'Transparency and reproducibility in artificial intelligence' by Benjamin Haibe-Kains, George Alexandru Adam, Ahmed Hosny, Farnoosh Khodakarami, Massive Analysis Quality Control (MAQC) Society Board of Directors, Levi Waldron, Bo Wang, Chris McIntosh, Anna Goldenberg, Anshul Kundaje, Casey S. Greene, Tamara Broderick, Michael M. Hoffman, Jeffrey T. Leek, Keegan Korthauer, Wolfgang Huber, Alvis Brazma, Joelle Pineau, Robert Tibshirani, Trevor Hastie, John P. A. Ioannidis, John Quackenbush & Hugo J. W. L. Aerts in (2020) 586 Nature E14–E16 comments
Breakthroughs in artificial intelligence (AI) hold enormous potential as it can automate complex tasks and go even beyond human performance. In their study, McKinney et al. showed the high potential of AI for breast cancer screening. However, the lack of details of the methods and algorithm code undermines its scientific value. Here, we identify obstacles that hinder transparent and reproducible AI research as faced by McKinney et al., and provide solutions to these obstacles with implications for the broader field.
Haibe-Kains et al argue that the work both demonstrates the potential of AI and the challenges of making such work reproducible: 'the absence of sufficiently documented methods and computer code underlying the study effectively undermines its scientific value' and 'limits the evidence required for others to prospectively validate and clinically implement such technologies'.
Scientific progress depends on the ability of independent researchers to scrutinize the results of a research study, to reproduce the study’s main results using its materials, and to build on them in future studies (https://www.nature.com/nature-research/editorial-policies/reporting-standards). Publication of insufficiently documented research does not meet the core requirements underlying scientific discovery. Merely textual descriptions of deep-learning models can hide their high level of complexity. Nuances in the computer code may have marked effects on the training and evaluation of results, potentially leading to unintended consequences. Therefore, transparency in the form of the actual computer code used to train a model and arrive at its final set of parameters is essential for research reproducibility. McKinney et al. stated that the code used for training the models has “a large number of dependencies on internal tooling, infrastructure and hardware”, and claimed that the release of the code was therefore not possible. Computational reproducibility is indispensable for high-quality AI applications; more complex methods demand greater transparency. In the absence of code, reproducibility falls back on replicating methods from textual description. Although, McKinney and colleagues claim that all experiments and implementation details were described in sufficient detail in the supplementary methods section of their Article to “support replication with non-proprietary libraries”, key details about their analysis are lacking. Even with extensive description, reproducing complex computational pipelines based purely on text is a subjective and challenging task.
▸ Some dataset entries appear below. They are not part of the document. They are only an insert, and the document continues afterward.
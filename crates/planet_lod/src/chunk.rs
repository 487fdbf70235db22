//! FaceChunk - generation and commit of one cube face.
//!
//! # Flow
//!
//! ```text
//! Sync                                   Background
//! ┌──────────────────┐                   ┌──────────────────┐
//! │ generate()       │                   │ rayon::spawn     │
//! │ commit_lock()    │                   │   generate()     │
//! │ commit to sink   │                   │   queue.enqueue ─┼──┐
//! └──────────────────┘                   └──────────────────┘  │
//!                                        ┌──────────────────┐  │
//!                                        │ queue.drain()    │◄─┘
//!                                        │ commit to sink   │
//!                                        └──────────────────┘
//! ```
//!
//! Background results are never cancelled. Each carries the generation number
//! it was issued with; a result landing after a newer one still replaces the
//! sink contents (last writer wins) and is logged as stale.

use std::sync::atomic::{AtomicU64, Ordering};
use std::sync::{Arc, Mutex, PoisonError};

use web_time::Instant;

use crate::completion_queue::CompletionQueue;
use crate::constants::MAX_TREE_DEPTH;
use crate::metrics::PlanetMetrics;
use crate::planet::{PlanetContext, ViewerState};
use crate::quadtree::{CubeFace, FaceTree, NodeId};
use crate::types::{MeshBuffers, PlanetMeshBuffers};

/// Receiver of finished face meshes, typically a render/physics mesh handle.
///
/// Only ever called on the thread that drains the completion queue, or under
/// its commit lock.
pub trait MeshSink: Send {
  /// Replace the visible mesh of the face.
  fn replace_render(&mut self, mesh: &MeshBuffers);

  /// Replace the collision mesh of the face. `mesh.colors` is empty.
  fn replace_collider(&mut self, mesh: &MeshBuffers);
}

/// Sink shared between a face and the commit closures it schedules.
pub type SharedSink = Arc<Mutex<dyn MeshSink>>;

/// In-memory [`MeshSink`] that keeps the latest meshes.
#[derive(Clone, Debug, Default)]
pub struct MeshStore {
  pub meshes: PlanetMeshBuffers,
  /// Number of render replacements received.
  pub commits: u64,
}

impl MeshStore {
  /// A new store behind the shared-sink wrapper. Keep a clone of the returned
  /// handle to inspect the store; it coerces to [`SharedSink`].
  pub fn shared() -> Arc<Mutex<MeshStore>> {
    Arc::new(Mutex::new(MeshStore::default()))
  }
}

impl MeshSink for MeshStore {
  fn replace_render(&mut self, mesh: &MeshBuffers) {
    self.meshes.render.clone_from(mesh);
    self.commits += 1;
  }

  fn replace_collider(&mut self, mesh: &MeshBuffers) {
    self.meshes.collider.clone_from(mesh);
  }
}

/// How a regeneration delivers its result.
#[derive(Clone, Copy, Debug, PartialEq, Eq)]
pub enum GenerationMode {
  /// Generate on the calling thread and commit immediately.
  Sync,
  /// Generate on rayon's pool and commit on the next queue drain.
  Background,
}

/// Statistics of one face generation.
#[derive(Clone, Debug, Default, PartialEq)]
pub struct GenerationStats {
  pub face: CubeFace,
  /// Regeneration number this result was issued with.
  pub generation: u64,
  /// Nodes in the tree, internal ones included.
  pub node_count: usize,
  pub render_leaves: usize,
  pub collider_nodes: usize,
  /// Deepest depth reached this pass.
  pub max_depth: usize,
  /// Render leaves per depth (index = depth).
  pub leaves_per_depth: [u32; MAX_TREE_DEPTH + 1],
  pub render_vertices: usize,
  pub render_triangles: usize,
  pub collider_vertices: usize,
  pub collider_triangles: usize,
  /// Wall time of tree build and meshing in microseconds.
  pub generation_us: u64,
}

/// Everything a commit needs, cheap to clone into a worker.
#[derive(Clone)]
struct CommitTarget {
  sink: SharedSink,
  /// Highest generation committed so far.
  committed: Arc<AtomicU64>,
  metrics: Arc<Mutex<PlanetMetrics>>,
}

impl CommitTarget {
  fn commit(&self, meshes: &PlanetMeshBuffers, stats: &GenerationStats) {
    let previous = self.committed.fetch_max(stats.generation, Ordering::AcqRel);
    let stale = previous > stats.generation;
    if stale {
      tracing::debug!(
        face = ?stats.face,
        generation = stats.generation,
        newest = previous,
        "stale face result committed"
      );
    }

    {
      let mut sink = self.sink.lock().unwrap_or_else(PoisonError::into_inner);
      sink.replace_render(&meshes.render);
      sink.replace_collider(&meshes.collider);
    }

    self
      .metrics
      .lock()
      .unwrap_or_else(PoisonError::into_inner)
      .record_commit(stats, stale);
  }
}

/// One cube face: its sink and regeneration bookkeeping.
pub struct FaceChunk {
  face: CubeFace,
  target: CommitTarget,
  /// Last generation number issued.
  issued: u64,
}

impl FaceChunk {
  pub fn new(face: CubeFace, sink: SharedSink, metrics: Arc<Mutex<PlanetMetrics>>) -> Self {
    Self {
      face,
      target: CommitTarget {
        sink,
        committed: Arc::new(AtomicU64::new(0)),
        metrics,
      },
      issued: 0,
    }
  }

  pub fn face(&self) -> CubeFace {
    self.face
  }

  pub fn sink(&self) -> &SharedSink {
    &self.target.sink
  }

  /// Last generation number issued.
  pub fn issued_generation(&self) -> u64 {
    self.issued
  }

  /// Highest generation number that reached the sink.
  pub fn committed_generation(&self) -> u64 {
    self.target.committed.load(Ordering::Acquire)
  }

  /// Rebuild this face and deliver it to the sink.
  ///
  /// `Sync` returns the statistics of the committed result. `Background`
  /// returns `None`; the result is committed by a later
  /// [`CompletionQueue::drain`].
  pub fn regenerate(
    &mut self,
    mode: GenerationMode,
    context: &Arc<PlanetContext>,
    viewer: ViewerState,
    queue: &Arc<CompletionQueue>,
  ) -> Option<GenerationStats> {
    self.issued += 1;
    let generation = self.issued;
    let face = self.face;

    match mode {
      GenerationMode::Sync => {
        let (meshes, stats) = Self::generate(face, context, &viewer, generation);
        let _commit = queue.commit_lock();
        self.target.commit(&meshes, &stats);
        Some(stats)
      }
      GenerationMode::Background => {
        let context = Arc::clone(context);
        let queue = Arc::clone(queue);
        let target = self.target.clone();

        rayon::spawn(move || {
          let (meshes, stats) = Self::generate(face, &context, &viewer, generation);
          queue.enqueue(move || target.commit(&meshes, &stats));
        });
        None
      }
    }
  }

  /// Build a fresh tree for `face` and mesh its visible nodes.
  ///
  /// Render leaves are concatenated with colors, collider nodes without;
  /// each part's triangle indices are offset by the vertices before it.
  #[tracing::instrument(level = "trace", skip_all, fields(face = ?face, generation = generation))]
  pub fn generate(
    face: CubeFace,
    context: &PlanetContext,
    viewer: &ViewerState,
    generation: u64,
  ) -> (PlanetMeshBuffers, GenerationStats) {
    let start = Instant::now();
    let settings = &context.settings;

    let mut tree = FaceTree::new(face, settings.radius);
    tree.subdivide(settings, viewer);
    let (render, collider) = tree.visible_children(settings);

    let meshes = PlanetMeshBuffers {
      render: merge_nodes(&tree, &render, context, true),
      collider: merge_nodes(&tree, &collider, context, false),
    };

    let mut leaves_per_depth = [0u32; MAX_TREE_DEPTH + 1];
    for &id in &render {
      leaves_per_depth[tree.node(id).depth()] += 1;
    }

    let stats = GenerationStats {
      face,
      generation,
      node_count: tree.len(),
      render_leaves: render.len(),
      collider_nodes: collider.len(),
      max_depth: tree.root().max_current_depth(),
      leaves_per_depth,
      render_vertices: meshes.render.vertices.len(),
      render_triangles: meshes.render.triangle_count(),
      collider_vertices: meshes.collider.vertices.len(),
      collider_triangles: meshes.collider.triangle_count(),
      generation_us: start.elapsed().as_micros() as u64,
    };

    tracing::trace!(
      nodes = stats.node_count,
      leaves = stats.render_leaves,
      triangles = stats.render_triangles,
      "face generated"
    );

    (meshes, stats)
  }
}

fn merge_nodes(
  tree: &FaceTree,
  nodes: &[NodeId],
  context: &PlanetContext,
  with_colors: bool,
) -> MeshBuffers {
  let mut merged = MeshBuffers::new();
  for &id in nodes {
    let offset = merged.vertices.len() as u32;
    merged.append(tree.leaf_mesh(id, context, offset, with_colors), with_colors);
  }
  merged
}

#[cfg(test)]
#[path = "chunk_test.rs"]
mod chunk_test;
In addition to the reproducibility challenges inherent to purely textual descriptions of methods, the description by McKinney et al. of the model development as well as data processing and training pipelines lacks crucial details. The definitions of several hyperparameters for the model’s architecture (composed of three networks referred to as the breast, lesion and case models) are missing (Table 1). In their publication, McKinney et al.1 did not disclose the settings for the augmentation pipeline; the transformations used are stochastic and can considerably affect model performance. Details of the training pipeline were also missing. Without this key information, independent reproduction of the training pipeline is not possible.
Numerous frameworks and platforms exist to make artificial intelligence research more and reproducible (Table 2). For the sharing of code, these include Bitbucket, GitHub and GitLab, among others. The many software dependencies of large-scale machine learning applications require appropriate control of the software environment, which can be achieved through package managers including Conda, as well as container and virtualization systems, including Code Ocean, Gigantum, Colaboratory and Docker. If virtualization of the McKinney et al. internal tooling proved to be difficult, they could have released the computer code and documentation. The authors could have also created small artificial examples or used small public datasets to show how new data must be processed to train the model and generate predictions. Sharing the fitted model (architecture along with learned parameters) should be simple aside from privacy concerns that the model may reveal sensitive information about the set of patients used to train it.
Haibe-Kains notes techniques for achieving differential privacy: many platforms allow sharing of deep learning models that in addition to improving accessibility and transparency can accelerate models into production and clinical implementation.
Another crucial aspect of ensuring reproducibility lies in access to the data the models were derived from. In their study, McKinney et al. used two large datasets under license, properly disclosing this limitation in their publication. The sharing of patient health information is highly regulated owing to privacy concerns. Despite these challenges, the sharing of raw data has become more common in biomedical literature, increasing from under 1% in the early 2000s to 20% today. However, if the data cannot be shared, the model predictions and data labels themselves should be released, allowing further statistical analyses. Above all, concerns about data privacy should not be used as a way to distract from the requirement to release code.